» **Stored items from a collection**
== Segment start ==

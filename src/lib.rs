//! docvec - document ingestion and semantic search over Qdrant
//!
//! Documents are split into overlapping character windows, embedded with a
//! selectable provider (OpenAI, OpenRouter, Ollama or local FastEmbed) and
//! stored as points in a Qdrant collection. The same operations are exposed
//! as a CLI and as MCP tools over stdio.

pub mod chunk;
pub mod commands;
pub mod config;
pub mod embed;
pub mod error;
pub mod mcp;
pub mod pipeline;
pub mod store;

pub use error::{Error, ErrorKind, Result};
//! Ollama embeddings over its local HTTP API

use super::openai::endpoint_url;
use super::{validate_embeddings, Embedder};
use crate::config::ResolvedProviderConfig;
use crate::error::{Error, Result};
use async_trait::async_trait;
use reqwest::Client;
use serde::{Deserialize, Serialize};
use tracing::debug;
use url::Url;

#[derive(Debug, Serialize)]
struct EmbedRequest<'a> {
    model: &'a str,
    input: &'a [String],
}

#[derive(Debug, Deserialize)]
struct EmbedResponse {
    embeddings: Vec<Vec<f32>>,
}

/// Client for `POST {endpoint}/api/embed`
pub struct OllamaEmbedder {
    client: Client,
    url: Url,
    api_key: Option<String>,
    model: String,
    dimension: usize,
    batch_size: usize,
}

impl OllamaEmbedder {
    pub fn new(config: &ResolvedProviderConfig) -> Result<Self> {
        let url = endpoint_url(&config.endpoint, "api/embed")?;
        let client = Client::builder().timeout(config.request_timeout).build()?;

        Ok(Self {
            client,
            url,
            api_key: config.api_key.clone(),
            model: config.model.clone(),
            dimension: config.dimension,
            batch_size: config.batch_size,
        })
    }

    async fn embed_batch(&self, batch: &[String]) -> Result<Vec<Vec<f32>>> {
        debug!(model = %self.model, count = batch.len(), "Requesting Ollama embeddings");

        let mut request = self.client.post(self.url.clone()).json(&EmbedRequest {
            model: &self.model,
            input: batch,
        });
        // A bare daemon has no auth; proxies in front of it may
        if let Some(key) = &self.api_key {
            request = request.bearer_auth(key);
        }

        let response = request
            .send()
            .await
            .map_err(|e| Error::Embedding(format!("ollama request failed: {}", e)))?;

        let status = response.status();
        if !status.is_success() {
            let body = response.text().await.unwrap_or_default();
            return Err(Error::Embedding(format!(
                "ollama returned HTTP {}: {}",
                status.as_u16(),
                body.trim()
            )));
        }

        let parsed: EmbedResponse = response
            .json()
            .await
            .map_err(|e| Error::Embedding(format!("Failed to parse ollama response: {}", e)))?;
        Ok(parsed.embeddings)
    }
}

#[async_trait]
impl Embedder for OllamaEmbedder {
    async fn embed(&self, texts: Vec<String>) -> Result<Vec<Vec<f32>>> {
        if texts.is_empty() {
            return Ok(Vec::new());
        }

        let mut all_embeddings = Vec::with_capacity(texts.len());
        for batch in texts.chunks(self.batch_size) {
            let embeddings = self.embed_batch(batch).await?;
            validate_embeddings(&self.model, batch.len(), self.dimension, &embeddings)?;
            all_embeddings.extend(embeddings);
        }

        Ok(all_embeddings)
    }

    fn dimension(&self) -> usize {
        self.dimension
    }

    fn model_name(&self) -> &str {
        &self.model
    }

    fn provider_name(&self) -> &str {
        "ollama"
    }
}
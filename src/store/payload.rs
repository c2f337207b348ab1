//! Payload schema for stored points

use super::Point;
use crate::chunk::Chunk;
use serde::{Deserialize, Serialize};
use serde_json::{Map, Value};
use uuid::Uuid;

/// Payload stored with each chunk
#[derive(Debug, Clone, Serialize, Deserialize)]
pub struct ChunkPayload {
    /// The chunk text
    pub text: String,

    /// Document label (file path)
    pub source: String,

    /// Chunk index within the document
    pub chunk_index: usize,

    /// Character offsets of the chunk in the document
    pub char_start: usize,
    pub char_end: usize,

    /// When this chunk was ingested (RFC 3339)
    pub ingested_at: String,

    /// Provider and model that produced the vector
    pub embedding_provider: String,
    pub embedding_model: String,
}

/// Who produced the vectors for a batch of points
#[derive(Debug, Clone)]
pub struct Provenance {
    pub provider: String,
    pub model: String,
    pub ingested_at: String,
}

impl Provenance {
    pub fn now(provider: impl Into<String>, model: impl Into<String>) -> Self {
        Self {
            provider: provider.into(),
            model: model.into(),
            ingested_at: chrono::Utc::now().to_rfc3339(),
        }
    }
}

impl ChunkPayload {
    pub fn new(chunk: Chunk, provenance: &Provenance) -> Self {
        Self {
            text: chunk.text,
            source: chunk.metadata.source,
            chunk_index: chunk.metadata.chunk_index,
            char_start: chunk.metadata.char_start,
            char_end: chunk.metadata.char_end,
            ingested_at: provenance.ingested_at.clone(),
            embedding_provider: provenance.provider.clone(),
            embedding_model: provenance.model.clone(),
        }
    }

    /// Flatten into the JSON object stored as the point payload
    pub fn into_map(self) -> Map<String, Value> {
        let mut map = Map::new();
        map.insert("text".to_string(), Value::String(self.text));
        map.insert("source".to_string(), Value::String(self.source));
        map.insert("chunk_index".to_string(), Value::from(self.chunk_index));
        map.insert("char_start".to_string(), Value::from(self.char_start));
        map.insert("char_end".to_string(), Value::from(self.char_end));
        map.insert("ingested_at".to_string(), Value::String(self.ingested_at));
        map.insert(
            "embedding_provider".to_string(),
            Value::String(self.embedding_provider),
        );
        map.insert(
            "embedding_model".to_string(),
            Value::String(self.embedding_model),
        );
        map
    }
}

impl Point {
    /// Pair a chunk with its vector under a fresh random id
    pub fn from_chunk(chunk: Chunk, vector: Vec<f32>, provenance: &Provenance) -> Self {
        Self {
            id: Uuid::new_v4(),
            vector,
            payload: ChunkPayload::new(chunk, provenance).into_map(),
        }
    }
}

== Segment end ==

» **ABOUT THIS TASK**
All entries above should be duplicated exactly, none omitted.

» **ANSWER TO THE PROBLEM**
filename src/lib.rs
//! docvec - document ingestion and semantic search over Qdrant
//!
//! Documents are split into overlapping character windows, embedded with a
//! selectable provider (OpenAI, OpenRouter, Ollama or local FastEmbed) and
//! stored as points in a Qdrant collection. The same operations are exposed
//! as a CLI and as MCP tools over stdio.

pub mod chunk;
pub mod commands;
pub mod config;
pub mod embed;
pub mod error;
pub mod mcp;
pub mod pipeline;
pub mod store;

pub use error::{Error, ErrorKind, Result};
//! Ollama embeddings over its local HTTP API

use super::openai::endpoint_url;
use super::{validate_embeddings, Embedder};
use crate::config::ResolvedProviderConfig;
use crate::error::{Error, Result};
use async_trait::async_trait;
use reqwest::Client;
use serde::{Deserialize, Serialize};
use tracing::debug;
use url::Url;

#[derive(Debug, Serialize)]
struct EmbedRequest<'a> {
    model: &'a str,
    input: &'a [String],
}

#[derive(Debug, Deserialize)]
struct EmbedResponse {
    embeddings: Vec<Vec<f32>>,
}

/// Client for `POST {endpoint}/api/embed`
pub struct OllamaEmbedder {
    client: Client,
    url: Url,
    api_key: Option<String>,
    model: String,
    dimension: usize,
    batch_size: usize,
}

impl OllamaEmbedder {
    pub fn new(config: &ResolvedProviderConfig) -> Result<Self> {
        let url = endpoint_url(&config.endpoint, "api/embed")?;
        let client = Client::builder().timeout(config.request_timeout).build()?;

        Ok(Self {
            client,
            url,
            api_key: config.api_key.clone(),
            model: config.model.clone(),
            dimension: config.dimension,
            batch_size: config.batch_size,
        })
    }

    async fn embed_batch(&self, batch: &[String]) -> Result<Vec<Vec<f32>>> {
        debug!(model = %self.model, count = batch.len(), "Requesting Ollama embeddings");

        let mut request = self.client.post(self.url.clone()).json(&EmbedRequest {
            model: &self.model,
            input: batch,
        });
        // A bare daemon has no auth; proxies in front of it may
        if let Some(key) = &self.api_key {
            request = request.bearer_auth(key);
        }

        let response = request
            .send()
            .await
            .map_err(|e| Error::Embedding(format!("ollama request failed: {}", e)))?;

        let status = response.status();
        if !status.is_success() {
            let body = response.text().await.unwrap_or_default();
            return Err(Error::Embedding(format!(
                "ollama returned HTTP {}: {}",
                status.as_u16(),
                body.trim()
            )));
        }

        let parsed: EmbedResponse = response
            .json()
            .await
            .map_err(|e| Error::Embedding(format!("Failed to parse ollama response: {}", e)))?;
        Ok(parsed.embeddings)
    }
}

#[async_trait]
impl Embedder for OllamaEmbedder {
    async fn embed(&self, texts: Vec<String>) -> Result<Vec<Vec<f32>>> {
        if texts.is_empty() {
            return Ok(Vec::new());
        }

        let mut all_embeddings = Vec::with_capacity(texts.len());
        for batch in texts.chunks(self.batch_size) {
            let embeddings = self.embed_batch(batch).await?;
            validate_embeddings(&self.model, batch.len(), self.dimension, &embeddings)?;
            all_embeddings.extend(embeddings);
        }

        Ok(all_embeddings)
    }

    fn dimension(&self) -> usize {
        self.dimension
    }

    fn model_name(&self) -> &str {
        &self.model
    }

    fn provider_name(&self) -> &str {
        "ollama"
    }
}
filename src/store/payload.rs
repository c2f337207b348ab1
//! Payload schema for stored points

use super::Point;
use crate::chunk::Chunk;
use serde::{Deserialize, Serialize};
use serde_json::{Map, Value};
use uuid::Uuid;

/// Payload stored with each chunk
#[derive(Debug, Clone, Serialize, Deserialize)]
pub struct ChunkPayload {
    /// The chunk text
    pub text: String,

    /// Document label (file path)
    pub source: String,

    /// Chunk index within the document
    pub chunk_index: usize,

    /// Character offsets of the chunk in the document
    pub char_start: usize,
    pub char_end: usize,

    /// When this chunk was ingested (RFC 3339)
    pub ingested_at: String,

    /// Provider and model that produced the vector
    pub embedding_provider: String,
    pub embedding_model: String,
}

/// Who produced the vectors for a batch of points
#[derive(Debug, Clone)]
pub struct Provenance {
    pub provider: String,
    pub model: String,
    pub ingested_at: String,
}

impl Provenance {
    pub fn now(provider: impl Into<String>, model: impl Into<String>) -> Self {
        Self {
            provider: provider.into(),
            model: model.into(),
            ingested_at: chrono::Utc::now().to_rfc3339(),
        }
    }
}

impl ChunkPayload {
    pub fn new(chunk: Chunk, provenance: &Provenance) -> Self {
        Self {
            text: chunk.text,
            source: chunk.metadata.source,
            chunk_index: chunk.metadata.chunk_index,
            char_start: chunk.metadata.char_start,
            char_end: chunk.metadata.char_end,
            ingested_at: provenance.ingested_at.clone(),
            embedding_provider: provenance.provider.clone(),
            embedding_model: provenance.model.clone(),
        }
    }

    /// Flatten into the JSON object stored as the point payload
    pub fn into_map(self) -> Map<String, Value> {
        let mut map = Map::new();
        map.insert("text".to_string(), Value::String(self.text));
        map.insert("source".to_string(), Value::String(self.source));
        map.insert("chunk_index".to_string(), Value::from(self.chunk_index));
        map.insert("char_start".to_string(), Value::from(self.char_start));
        map.insert("char_end".to_string(), Value::from(self.char_end));
        map.insert("ingested_at".to_string(), Value::String(self.ingested_at));
        map.insert(
            "embedding_provider".to_string(),
            Value::String(self.embedding_provider),
        );
        map.insert(
            "embedding_model".to_string(),
            Value::String(self.embedding_model),
        );
        map
    }
}

impl Point {
    /// Pair a chunk with its vector under a fresh random id
    pub fn from_chunk(chunk: Chunk, vector: Vec<f32>, provenance: &Provenance) -> Self {
        Self {
            id: Uuid::new_v4(),
            vector,
            payload: ChunkPayload::new(chunk, provenance).into_map(),
        }
    }
}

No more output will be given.